As an instance of the force given to almost similar language, a case in point is that of Van Frachen v. Fort Howard ( 88 Wis. 570). The charter of the city of Fort Howard provides (Laws of Wisconsin, chap. 420, Laws of 1891, subchap. 5, § 6): "No action shall hereafter be maintained by any person against the city of Fort Howard upon any claim or demand of whatsoever nature, other than a city bond or order, unless such person shall have first presented such claim or demand to the common council of the city." It was held that the words "of whatsoever nature" expanded the meaning of the term "claim or demand" to such an extent as to make it broad enough to include a claim arising out of a tort, the court in the opinion saying: "The term `claim or demand,' without other words of explanation or expansion, is held to include only claims and demands arising upon contract, and does not include any cause of action arising from a tort. ( Kelley v. Madison, 43 Wis. 638; Bradley v. Eau Claire, 56 Wis. 168; Vogel v. Antigo, 81 Wis. 642.) This is an action arising from a tort, and is not included in this provision of the charter of the defendant, unless it shall be held that the words `of whatsoever nature,' were used by the Legislature with the intention to enlarge the meaning of the term `claim or demand,' so as to include causes of action arising from torts. It may not be entirely clear what the Legislature intended by the use of the words `of whatsoever nature.' The meaning of the words in that connection may be ambiguous. But the Legislature intended them to have some force and meaning. ( Harrington v. Smith, 28 Wis. 43-67.) They were absent from the defendant's charter as originally enacted (Laws of 1873, ch. 164, subch. 5, sec. 8). They were put into the charter by ch. 420, Laws of 1891. They were introduced into the charter ex industria. They were intended, obviously, to explain or expand the term `claim or demand.' They have no restrictive force. They evidently enlarge or expand the term. Before, that term included all causes of action arising on contract. To enlarge it, it must be held to include causes of action not arising on contract. These can be no other than torts."
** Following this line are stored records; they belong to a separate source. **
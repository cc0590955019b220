//! Mock implementations of the API client contracts.

use async_trait::async_trait;
use mockall::mock;

use flowsync_interfaces::{
    ApiResult, Bucket, FlowApi, FlowContents, Position, ProcessGroupEntity, ProcessGroupFlow,
    RegistryApi, RegistryClientEntity, Revision, UpdateRequest, VersionControlInformation,
    VersionedFlow,
};

// Mock the flow-management client
mock! {
    pub FlowApi {}

    #[async_trait]
    impl FlowApi for FlowApi {
        async fn get_root_flow(&self) -> ApiResult<ProcessGroupFlow>;
        async fn get_flow(&self, group_id: &str) -> ApiResult<ProcessGroupFlow>;
        async fn get_group_details(&self, group_id: &str) -> ApiResult<ProcessGroupEntity>;
        async fn list_components(&self, group_id: &str) -> ApiResult<FlowContents>;
        async fn create_change_version_request(
            &self,
            group_id: &str,
            revision: &Revision,
            version_info: &VersionControlInformation,
        ) -> ApiResult<UpdateRequest>;
        async fn get_change_request_status(&self, request_id: &str) -> ApiResult<UpdateRequest>;
        async fn create_child_group(
            &self,
            parent_id: &str,
            version_info: &VersionControlInformation,
            position: Position,
        ) -> ApiResult<ProcessGroupEntity>;
        async fn rename_group(
            &self,
            group_id: &str,
            name: &str,
            revision: &Revision,
        ) -> ApiResult<ProcessGroupEntity>;
        async fn list_registry_connections(&self) -> ApiResult<Vec<RegistryClientEntity>>;
    }
}

// Mock the registry client
mock! {
    pub RegistryApi {}

    #[async_trait]
    impl RegistryApi for RegistryApi {
        async fn list_buckets(&self) -> ApiResult<Vec<Bucket>>;
        async fn list_flows(&self, bucket_id: &str) -> ApiResult<Vec<VersionedFlow>>;
    }
}

#[cfg(test)]
mod tests {
    use super::*;

    #[tokio::test]
    async fn test_mock_registry_custom_behavior() {
        let mut mock = MockRegistryApi::new();
        mock.expect_list_buckets().times(1).returning(|| {
            Ok(vec![Bucket {
                identifier: "b-1".to_string(),
                name: "prod".to_string(),
            }])
        });

        let buckets = mock.list_buckets().await.unwrap();
        assert_eq!(buckets[0].identifier, "b-1");
    }
}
Our conclusion, therefore, is, that section 1104 of the Consolidation Act, as amended, is broad enough in its language to include claims ex delicto; and section 261 of the charter being a re-enactment of that section, it follows that the failure here to allege in the complaint that the claim was presented to the comptroller, made the complaint defective, and that the demurrer thereto was well taken.
The judgment accordingly should be reversed, with costs, and the demurrer sustained, with costs, but with leave to serve an amended complaint on payment of costs in this court and in the court below.
VAN BRUNT, P.J., INGRAHAM and McLAUGHLIN, JJ., concurred; PATTERSON, J., dissented.
Judgment reversed, with costs, and demurrer sustained, with costs, with leave to plaintiff to serve amended complaint on payment of costs in this court and in the court below.